Phase 2 Pharmacological Study of Pemetrexed Administered With Cisplatin and a Vitamin Supplement in Patients With Nonresectable Pleural Mesothelioma
OBJECTIVES:
Primary
- Define an individually adapted (by dosage) protocol of pemetrexed disodium, cisplatin,
and vitamin B12 in patients with unresectable pleural mesothelioma.
Secondary
- Determine the relationship between pharmacokinetic and pharmacodynamic parameters
(hematologic and nonhematologic).
- Analyze the inter-individual pharmacokinetic variations and the influence of the
covariables on the pharmacokinetics of pemetrexed disodium.
- Analyze the impact of pharmacogenetic (MTHFR, TS, GSTpi, ERCC1, XPD) variations on the
toxicity of pemetrexed disodium.
- Validate a strategy of adapting dosage.

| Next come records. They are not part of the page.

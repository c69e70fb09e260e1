//! Browser URL construction and the browser-open collaborator.

use std::collections::BTreeMap;
use std::process::{Command, Stdio};

use tracing::debug;

use crate::{AppError, Result};

/// A request to point the developer's browser at the running server.
#[derive(Debug, Clone, PartialEq, Eq)]
pub struct BrowserLaunchRequest {
    /// Server port.
    pub port: u16,
    /// Prefix the query with the bare `debug` flag.
    pub debug: bool,
    /// Extra query parameters, joined in key order.
    pub params: BTreeMap<String, String>,
}

impl BrowserLaunchRequest {
    /// Create a request for `port`.
    #[must_use]
    pub fn new(port: u16, debug: bool, params: BTreeMap<String, String>) -> Self {
        Self {
            port,
            debug,
            params,
        }
    }

    /// Query string including the leading `?`, or empty when there is nothing to send.
    ///
    /// With `debug` on the query reads `?debug&k=v...`; otherwise `?k=v&...`.
    /// A trailing bare `?` or `&` is stripped.
    #[must_use]
    pub fn query(&self) -> String {
        let pairs = self
            .params
            .iter()
            .map(|(key, value)| format!("{key}={value}"))
            .collect::<Vec<_>>();

        let mut query = String::from("?");
        if self.debug {
            query.push_str("debug");
            for pair in &pairs {
                query.push('&');
                query.push_str(pair);
            }
        } else {
            query.push_str(&pairs.join("&"));
        }

        while query.ends_with('?') || query.ends_with('&') {
            query.pop();
        }
        query
    }

    /// Full URL handed to the browser.
    #[must_use]
    pub fn url(&self) -> String {
        format!("http://localhost:{}/{}", self.port, self.query())
    }
}

/// Opens a URL in the developer's browser.
pub trait BrowserOpener: Send + Sync {
    /// Open `url`.
    ///
    /// # Errors
    ///
    /// Returns `AppError::Io` if the browser cannot be launched.
    fn open(&self, url: &str) -> Result<()>;
}

/// Opens URLs with the platform's default URL handler.
#[derive(Debug, Default, Clone, Copy)]
pub struct SystemBrowser;

impl SystemBrowser {
    /// Launcher program and arguments that open `url` on `target_os`.
    ///
    /// The URL is always one argument that no shell re-parses, so `&` in the
    /// query survives intact. Windows uses the `url.dll` protocol handler.
    #[must_use]
    pub fn launcher(target_os: &str, url: &str) -> (&'static str, Vec<String>) {
        match target_os {
            "windows" => (
                "rundll32",
                vec!["url.dll,FileProtocolHandler".to_owned(), url.to_owned()],
            ),
            "macos" => ("open", vec![url.to_owned()]),
            _ => ("xdg-open", vec![url.to_owned()]),
        }
    }
}

impl BrowserOpener for SystemBrowser {
    fn open(&self, url: &str) -> Result<()> {
        let (program, args) = Self::launcher(std::env::consts::OS, url);

        let mut child = Command::new(program)
            .args(&args)
            .stdin(Stdio::null())
            .stdout(Stdio::null())
            .stderr(Stdio::null())
            .spawn()
            .map_err(|err| AppError::Io(format!("failed to open browser with {program}: {err}")))?;

        // Reap the launcher off-thread; it usually exits immediately.
        std::thread::spawn(move || child.wait());

        debug!(url, program, "browser launch requested");
        Ok(())
    }
}
//! Classpath manifest and classpath-jar collaborator.

use std::fs;
use std::path::{Path, PathBuf};

use tracing::debug;

use crate::server::launch::CLASSPATH_SEPARATOR;
use crate::{AppError, Result};

/// File name of the classpath manifest inside the build directory.
pub const MANIFEST_FILE: &str = "classpath.txt";

/// Separator between entries in the classpath manifest.
const MANIFEST_SEPARATOR: &str = ";";

/// Packs a classpath into a single manifest jar.
///
/// Used when `server.use_classpath_jar` is enabled so the launch command
/// stays short on platforms with command-line length limits.
pub trait ClasspathJarBuilder: Send + Sync {
    /// Build the classpath jar for `jars` inside `build_dir` and return its path.
    ///
    /// # Errors
    ///
    /// Returns `AppError::Classpath` if the jar cannot be written.
    fn build_classpath_jar(&self, jars: &[PathBuf], build_dir: &Path) -> Result<PathBuf>;
}

/// Join jar paths with the platform classpath separator.
#[must_use]
pub fn join_classpath(jars: &[PathBuf]) -> String {
    jars.iter()
        .map(|jar| jar.display().to_string())
        .collect::<Vec<_>>()
        .join(CLASSPATH_SEPARATOR)
}

/// Write `<build_dir>/classpath.txt` with the `;`-joined absolute jar paths.
///
/// The file is rewritten on every call.
///
/// # Errors
///
/// Returns `AppError::Classpath` if the build directory or file cannot be
/// written.
pub fn write_manifest(build_dir: &Path, jars: &[PathBuf]) -> Result<PathBuf> {
    fs::create_dir_all(build_dir).map_err(|err| {
        AppError::Classpath(format!(
            "failed to create build directory {}: {err}",
            build_dir.display()
        ))
    })?;

    let content = jars
        .iter()
        .map(|jar| absolute(jar).display().to_string())
        .collect::<Vec<_>>()
        .join(MANIFEST_SEPARATOR);

    let path = build_dir.join(MANIFEST_FILE);
    fs::write(&path, content).map_err(|err| {
        AppError::Classpath(format!(
            "failed to write classpath manifest {}: {err}",
            path.display()
        ))
    })?;

    debug!(path = %path.display(), entries = jars.len(), "classpath manifest written");
    Ok(path)
}

fn absolute(path: &Path) -> PathBuf {
    if path.is_absolute() {
        return path.to_owned();
    }
    std::env::current_dir().map_or_else(|_| path.to_owned(), |cwd| cwd.join(path))
}
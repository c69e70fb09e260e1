//! Supported application server kinds.

use std::fmt::{Display, Formatter};

use crate::{AppError, Result};

/// Application server flavour launched by the supervisor.
///
/// Selected once per supervisor from the `server.kind` configuration value.
/// Each kind fixes its identity, readiness token, and runner entry point.
#[derive(Debug, Clone, Copy, PartialEq, Eq)]
pub enum ServerKind {
    /// Embedded Jetty runner.
    Jetty,
    /// Payara Micro runner.
    Payara,
}

impl ServerKind {
    /// Resolve a server kind from its configuration name (case-insensitive).
    ///
    /// # Errors
    ///
    /// Returns `AppError::Config` for any name other than `jetty` or `payara`.
    pub fn from_name(name: &str) -> Result<Self> {
        match name.trim().to_ascii_lowercase().as_str() {
            "jetty" => Ok(Self::Jetty),
            "payara" => Ok(Self::Payara),
            other => Err(AppError::Config(format!(
                "unknown server kind '{other}' (expected 'jetty' or 'payara')"
            ))),
        }
    }

    /// Short server name; also names the per-server log file.
    #[must_use]
    pub fn server_name(self) -> &'static str {
        match self {
            Self::Jetty => "jetty",
            Self::Payara => "payara",
        }
    }

    /// Output substring marking the server as ready to serve requests.
    #[must_use]
    pub fn success_token(self) -> &'static str {
        match self {
            Self::Jetty => "Started ServerConnector",
            Self::Payara => "Payara Micro URLs",
        }
    }

    /// Fully qualified main class of the runner spawned in the child JVM.
    #[must_use]
    pub fn runner_entry_point(self) -> &'static str {
        match self {
            Self::Jetty => "devrun.runner.JettyServerRunner",
            Self::Payara => "devrun.runner.PayaraServerRunner",
        }
    }

    /// Runner artifacts the host build must put on the classpath.
    #[must_use]
    pub fn dependencies(self) -> &'static [&'static str] {
        match self {
            Self::Jetty => &[
                "org.eclipse.jetty:jetty-server:9.4.53.v20231009",
                "org.eclipse.jetty:jetty-webapp:9.4.53.v20231009",
                "org.eclipse.jetty:jetty-annotations:9.4.53.v20231009",
                "org.eclipse.jetty.websocket:javax-websocket-server-impl:9.4.53.v20231009",
            ],
            Self::Payara => &["fish.payara.extras:payara-micro:5.2022.5"],
        }
    }
}

impl Display for ServerKind {
    fn fmt(&self, f: &mut Formatter<'_>) -> std::fmt::Result {
        f.write_str(self.server_name())
    }
}
//! Unit tests for the single-occupancy process slot.

#![cfg(unix)]

use std::sync::Arc;
use std::time::Duration;

use devrun::supervisor::{ProcessExit, ProcessSlot, ServerProcess};
use devrun::watch::LivenessGate;

fn spawn(slot: &ProcessSlot, script: &str) -> ServerProcess {
    let child = tokio::process::Command::new("/bin/sh")
        .args(["-c", script])
        .kill_on_drop(true)
        .spawn()
        .expect("spawn");
    ServerProcess::adopt(slot.next_id(), child, Duration::from_secs(2))
}

#[test]
fn exit_classification() {
    let requested = ProcessExit {
        code: None,
        requested: true,
    };
    let crashed = ProcessExit {
        code: Some(3),
        requested: false,
    };
    let clean = ProcessExit {
        code: Some(0),
        requested: false,
    };
    let signalled = ProcessExit {
        code: None,
        requested: false,
    };

    assert!(!requested.is_failure());
    assert!(crashed.is_failure());
    assert!(!clean.is_failure());
    assert!(signalled.is_failure());
    assert_eq!(signalled.code_or_signal(), -1);
    assert_eq!(crashed.code_or_signal(), 3);
}

#[tokio::test]
async fn terminate_on_empty_slot_is_noop() {
    let slot = ProcessSlot::new();
    assert!(!slot.terminate());
    assert_eq!(slot.destroyed_count(), 0);
}

#[tokio::test]
async fn install_rejects_second_process() {
    let slot = ProcessSlot::new();
    slot.install(spawn(&slot, "exec sleep 30")).expect("first");
    let rejected = slot
        .install(spawn(&slot, "exec sleep 30"))
        .expect_err("occupied");
    assert_eq!(slot.current_id(), Some(1));
    assert_eq!(rejected.id(), 2);
    assert!(slot.terminate());
}

#[tokio::test]
async fn terminated_process_reports_requested_exit() {
    let slot = ProcessSlot::new();
    let process = spawn(&slot, "exec sleep 30");
    let mut exit = process.exit_watch();
    slot.install(process).expect("install");
    assert!(slot.is_live());

    assert!(slot.terminate());
    let exit = tokio::time::timeout(Duration::from_secs(5), exit.wait())
        .await
        .expect("exit within grace");

    assert!(exit.requested);
    assert!(!exit.is_failure());
    assert!(!slot.is_present());
    assert!(!slot.is_live());
}

#[tokio::test]
async fn natural_exit_keeps_handle() {
    let slot = ProcessSlot::new();
    let process = spawn(&slot, "exit 4");
    let mut exit = process.exit_watch();
    slot.install(process).expect("install");

    let exit = tokio::time::timeout(Duration::from_secs(5), exit.wait())
        .await
        .expect("exit");

    assert_eq!(exit.code, Some(4));
    assert!(!exit.requested);
    assert!(slot.is_present());
    assert!(!slot.is_running());
    assert!(slot.terminate());
}

#[tokio::test]
async fn stubborn_process_is_killed_after_grace() {
    let slot = ProcessSlot::new();
    let child = tokio::process::Command::new("/bin/sh")
        .args(["-c", "trap '' TERM; while true; do sleep 1; done"])
        .kill_on_drop(true)
        .spawn()
        .expect("spawn");
    let process = ServerProcess::adopt(slot.next_id(), child, Duration::from_millis(200));
    let mut exit = process.exit_watch();
    slot.install(process).expect("install");
    tokio::time::sleep(Duration::from_millis(100)).await;

    assert!(slot.terminate());
    let exit = tokio::time::timeout(Duration::from_secs(5), exit.wait())
        .await
        .expect("killed");

    assert!(exit.requested);
    assert_eq!(exit.code, None);
}

#[tokio::test(flavor = "multi_thread", worker_threads = 4)]
async fn concurrent_terminate_destroys_once() {
    let slot = Arc::new(ProcessSlot::new());
    slot.install(spawn(&slot, "exec sleep 30")).expect("install");

    let tasks = (0..8)
        .map(|_| {
            let slot = Arc::clone(&slot);
            tokio::spawn(async move { slot.terminate() })
        })
        .collect::<Vec<_>>();

    let mut destroyed = 0;
    for task in tasks {
        if task.await.expect("join") {
            destroyed += 1;
        }
    }

    assert_eq!(destroyed, 1);
    assert_eq!(slot.destroyed_count(), 1);
    assert!(!slot.is_present());
}

#[tokio::test]
async fn terminate_process_matches_generation() {
    let slot = ProcessSlot::new();
    slot.install(spawn(&slot, "exec sleep 30")).expect("install");

    assert!(!slot.terminate_process(99));
    assert!(slot.is_present());
    assert!(slot.terminate_process(1));
    assert!(!slot.terminate_process(1));
}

OUTLINE: This is a multicenter study.
Patients receive pemetrexed disodium IV over 10 minutes and cisplatin IV over 2 hours on day
1. Treatment repeats every 3 weeks for up to 6 courses in the absence of disease progression
or unacceptable toxicity. Patients also receive vitamin B12 intramuscularly on day -7 and
then every 9 weeks until chemotherapy is completed.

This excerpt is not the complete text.